Ebla 2.0. Digitalizzazione degli archivi, creazione di un database relazionale e sviluppo di una piattaforma GIS per la gestione dei dati di scavo del sito di Tell Mardikh/Ebla (Siria). Il caso studio del BA III-IVA1.
L'enorme mole di dati raccolta dalla Missione Archeologica Italiana in Siria durante le 47 campagne di scavo archeologico condotte sul sito di Ebla dalla Sapienza - Università di Roma, sotto la direzione di P. Matthiae, rappresenta un patrimonio storico-archeologico con un eccezionale potenziale informativo.
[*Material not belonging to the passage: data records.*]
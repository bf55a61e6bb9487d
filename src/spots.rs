// src/spots.rs
//
// Spot catalogue: polygons authored against a reference resolution,
// plus per-spot reservation and authorization metadata.

use crate::types::{Point, Resolution, Spot};
use anyhow::{bail, Context, Result};
use serde::Deserialize;
use std::collections::HashSet;
use std::path::Path;
use tracing::info;

#[derive(Debug, Deserialize)]
struct SpotsFile {
    spots: Vec<SpotEntry>,
    #[serde(default)]
    reference_size: Option<Resolution>,
}

#[derive(Debug, Deserialize)]
struct SpotEntry {
    name: String,
    points: Vec<Point>,
    #[serde(default)]
    reserved: bool,
    #[serde(default)]
    authorized_plates: Option<Vec<String>>,
}

#[derive(Debug, Clone)]
pub struct SpotLayout {
    pub spots: Vec<Spot>,
    pub reference_size: Option<Resolution>,
}

impl SpotLayout {
    pub fn get(&self, name: &str) -> Option<&Spot> {
        self.spots.iter().find(|s| s.name == name)
    }

    /// Exact match first, then case-insensitive. Surrounding whitespace is ignored.
    pub fn resolve_spot_name(&self, raw: &str) -> Option<&str> {
        let target = raw.trim();
        if target.is_empty() {
            return None;
        }
        if let Some(spot) = self.get(target) {
            return Some(&spot.name);
        }
        let lower = target.to_lowercase();
        self.spots
            .iter()
            .find(|s| s.name.to_lowercase() == lower)
            .map(|s| s.name.as_str())
    }
}

pub fn load_spots(path: &Path) -> Result<SpotLayout> {
    let contents = std::fs::read_to_string(path)
        .with_context(|| format!("Spots file not found: {}", path.display()))?;
    let layout = parse_spots(&contents)
        .with_context(|| format!("Invalid spots file: {}", path.display()))?;

    info!(
        "Loaded {} spot(s) from {} (reference size: {})",
        layout.spots.len(),
        path.display(),
        layout
            .reference_size
            .map(|r| format!("{}x{}", r.width, r.height))
            .unwrap_or_else(|| "none".to_string())
    );

    Ok(layout)
}

pub fn parse_spots(contents: &str) -> Result<SpotLayout> {
    let file: SpotsFile = serde_json::from_str(contents)?;

    let mut seen = HashSet::new();
    let mut spots = Vec::with_capacity(file.spots.len());

    for entry in file.spots {
        if !seen.insert(entry.name.clone()) {
            bail!("Duplicate spot name: {}", entry.name);
        }
        if entry.points.len() < 3 {
            bail!(
                "Spot {} has {} point(s), a polygon needs at least 3",
                entry.name,
                entry.points.len()
            );
        }
        spots.push(Spot {
            name: entry.name,
            polygon: entry.points,
            reserved: entry.reserved,
            authorized_plates: entry.authorized_plates.unwrap_or_default(),
        });
    }

    if let Some(r) = file.reference_size {
        if r.width == 0 || r.height == 0 {
            bail!("reference_size must be non-zero, got {}x{}", r.width, r.height);
        }
    }

    Ok(SpotLayout {
        spots,
        reference_size: file.reference_size,
    })
}
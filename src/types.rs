use chrono::{DateTime, Utc};
use serde::{Deserialize, Serialize};
use std::collections::BTreeMap;
use uuid::Uuid;

#[derive(Debug, Clone, Default, Serialize, Deserialize)]
#[serde(default)]
pub struct Config {
    pub video: VideoConfig,
    pub spots: SpotsConfig,
    pub model: ModelConfig,
    pub detection: DetectionConfig,
    pub recognition: RecognitionConfig,
    pub reservations: ReservationConfig,
    pub server: ServerConfig,
    pub logging: LoggingConfig,
}

#[derive(Debug, Clone, Serialize, Deserialize)]
#[serde(default)]
pub struct VideoConfig {
    /// Camera index ("0"), file path or stream URL.
    pub source: String,
    pub open_attempts: u32,
    pub open_retry_delay_ms: u64,
    pub jpeg_quality: i32,
}

impl Default for VideoConfig {
    fn default() -> Self {
        Self {
            source: "video.mp4".to_string(),
            open_attempts: 3,
            open_retry_delay_ms: 1000,
            jpeg_quality: 80,
        }
    }
}

#[derive(Debug, Clone, Serialize, Deserialize)]
#[serde(default)]
pub struct SpotsConfig {
    pub path: String,
}

impl Default for SpotsConfig {
    fn default() -> Self {
        Self {
            path: "parking_spots.json".to_string(),
        }
    }
}

#[derive(Debug, Clone, Serialize, Deserialize)]
#[serde(default)]
pub struct ModelConfig {
    pub path: String,
    pub input_size: usize,
    pub num_threads: usize,
    pub use_cuda: bool,
}

impl Default for ModelConfig {
    fn default() -> Self {
        Self {
            path: "models/spot_classifier.onnx".to_string(),
            input_size: 64,
            num_threads: 2,
            use_cuda: false,
        }
    }
}

#[derive(Debug, Clone, Serialize, Deserialize)]
#[serde(default)]
pub struct DetectionConfig {
    /// Occupied probability at or above which a single frame counts as occupied.
    pub threshold: f32,
    /// Debounce window (K).
    pub history_len: usize,
    pub process_every_n_frames: u64,
}

impl Default for DetectionConfig {
    fn default() -> Self {
        Self {
            threshold: 0.7,
            history_len: 5,
            process_every_n_frames: 2,
        }
    }
}

#[derive(Debug, Clone, Serialize, Deserialize)]
#[serde(default)]
pub struct RecognitionConfig {
    pub enabled: bool,
    pub workers: usize,
    pub event_buffer: usize,
    pub server_url: String,
    pub timeout_secs: u64,
}

impl Default for RecognitionConfig {
    fn default() -> Self {
        Self {
            enabled: true,
            workers: 1,
            event_buffer: 40,
            server_url: "http://localhost:8081".to_string(),
            timeout_secs: 10,
        }
    }
}

#[derive(Debug, Clone, Serialize, Deserialize)]
#[serde(default)]
pub struct ReservationConfig {
    /// Optional YAML/JSON file with reservations to load at startup.
    pub seed_file: Option<String>,
    /// JSON-lines ledger that fines are appended to.
    pub fines_ledger: Option<String>,
    pub fine_amount: f64,
}

impl Default for ReservationConfig {
    fn default() -> Self {
        Self {
            seed_file: None,
            fines_ledger: Some("fines.jsonl".to_string()),
            fine_amount: 20.0,
        }
    }
}

#[derive(Debug, Clone, Serialize, Deserialize)]
#[serde(default)]
pub struct ServerConfig {
    pub bind_address: String,
    pub port: u16,
    pub stream_interval_ms: u64,
    pub subscriber_buffer: usize,
}

impl Default for ServerConfig {
    fn default() -> Self {
        Self {
            bind_address: "0.0.0.0".to_string(),
            port: 8000,
            stream_interval_ms: 50,
            subscriber_buffer: 16,
        }
    }
}

#[derive(Debug, Clone, Serialize, Deserialize)]
#[serde(default)]
pub struct LoggingConfig {
    pub level: String,
    pub progress_every: u64,
}

impl Default for LoggingConfig {
    fn default() -> Self {
        Self {
            level: "parking_monitor=info,ort=warn".to_string(),
            progress_every: 300,
        }
    }
}

/// Raw RGB frame, row-major, 3 bytes per pixel.
#[derive(Debug, Clone)]
pub struct Frame {
    pub data: Vec<u8>,
    pub width: usize,
    pub height: usize,
    pub timestamp_ms: f64,
}

impl Frame {
    pub fn resolution(&self) -> Resolution {
        Resolution {
            width: self.width as u32,
            height: self.height as u32,
        }
    }
}

#[derive(Debug, Clone, Copy, PartialEq, Eq, Hash, Serialize, Deserialize)]
pub struct Resolution {
    pub width: u32,
    pub height: u32,
}

/// Polygon vertex in authored (reference) coordinates.
#[derive(Debug, Clone, Copy, PartialEq, Serialize, Deserialize)]
pub struct Point {
    pub x: f32,
    pub y: f32,
}

/// Polygon vertex in frame pixel coordinates.
#[derive(Debug, Clone, Copy, PartialEq, Eq, Serialize, Deserialize)]
pub struct PixelPoint {
    pub x: i32,
    pub y: i32,
}

#[derive(Debug, Clone, Serialize, Deserialize)]
pub struct Spot {
    pub name: String,
    pub polygon: Vec<Point>,
    /// Permanent reservation.
    pub reserved: bool,
    pub authorized_plates: Vec<String>,
}

#[derive(Debug, Clone, PartialEq, Serialize, Deserialize)]
pub struct ReservationSummary {
    pub plate: String,
    pub expires_at: DateTime<Utc>,
}

#[derive(Debug, Clone, PartialEq, Serialize, Deserialize)]
pub struct Reservation {
    pub id: Uuid,
    pub spot: String,
    pub plate: String,
    pub plate_norm: Option<String>,
    pub reserved_by: Option<String>,
    pub created_at: DateTime<Utc>,
    pub expires_at: DateTime<Utc>,
}

impl Reservation {
    pub fn summary(&self) -> ReservationSummary {
        ReservationSummary {
            plate: self.plate.clone(),
            expires_at: self.expires_at,
        }
    }

    pub fn is_expired_at(&self, now: DateTime<Utc>) -> bool {
        self.expires_at <= now
    }
}

/// Live state of one spot as served to readers.
#[derive(Debug, Clone, Default, PartialEq, Serialize, Deserialize)]
pub struct SpotRuntimeState {
    pub occupied: bool,
    pub prob: f32,
    pub reserved: bool,
    pub authorized: Vec<String>,
    pub plate: Option<String>,
    pub plate_conf: Option<f32>,
    pub plate_timestamp: Option<DateTime<Utc>>,
    pub violation: bool,
    pub reservation: Option<ReservationSummary>,
}

/// Full state of every spot, keyed by spot name.
pub type Snapshot = BTreeMap<String, SpotRuntimeState>;

#[derive(Debug, Clone, PartialEq, Serialize, Deserialize)]
pub struct PlateReading {
    pub plate: String,
    pub ocr_confidence: Option<f32>,
    pub detection_confidence: Option<f32>,
}

#[derive(Debug, Clone, Serialize, Deserialize)]
pub struct PlateEvent {
    pub spot: String,
    pub plate: String,
    pub ocr_conf: Option<f32>,
    pub det_conf: Option<f32>,
    pub timestamp: DateTime<Utc>,
    pub reserved: bool,
    pub violation: bool,
    pub authorized: Vec<String>,
    pub reservation: Option<ReservationSummary>,
}

#[derive(Debug, Clone, PartialEq, Serialize, Deserialize)]
pub struct Fine {
    pub reservation_id: Uuid,
    pub spot: String,
    pub plate: String,
    pub amount: f64,
    pub issued_at: DateTime<Utc>,
}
A fronte dell'enorme lavoro di raccolta e studio dei dati, si rende, pertanto, necessaria una sistematizzazione degli archivi attraverso uno strumento adatto alla gestione di migliaia di informazioni dettagliate. È necessario, infatti, che tale massa di dati, per essere funzionale alla ricerca, sia organizzata in modo unitario e informatizzata con il fine di: 1) preservarne il valore nel corso del tempo (deteriorabilità degli archivi cartacei e necessità di creare una banca di dati digitale di facile e rapida consultazione); 2) aumentare il potenziale conoscitivo dei dati, interrogando il database ed effettuando analisi statistiche, multivariate e spaziali; 3) rendere accessibili i contenuti da parte degli specialisti, attraverso una strategia open source; 4) fornire uno strumento per monitorare i danni al patrimonio culturale siriano, soggetto a distruzioni e saccheggi. Per ottenere questi risultati, il progetto 'Ebla 2.0' si propone di creare un DataBase relazionale e di sviluppare una piattaforma GIS integrata. Il sistema verrà sviluppato utilizzando come caso di studio i contesti archeologici del Bronzo Antico III-IVA1 di Ebla, che forniscono una consistente base di dati di tipo diversificato, comprendente informazioni stratigrafiche, dati sulla cultura materiale, dati zooarcheologici e paleobotanici, analisi archeometriche e datazioni al C14. La realizzazione del progetto servirà da supporto al proponente per la pubblicazione della sua ricerca di dottorato, oltre a costituire uno strumento estremamente utile per gli studi in corso, e per i lavori futuri, sui materiali di Ebla, rappresentando un supporto alla pianificazione, alla gestione e alla ricerca.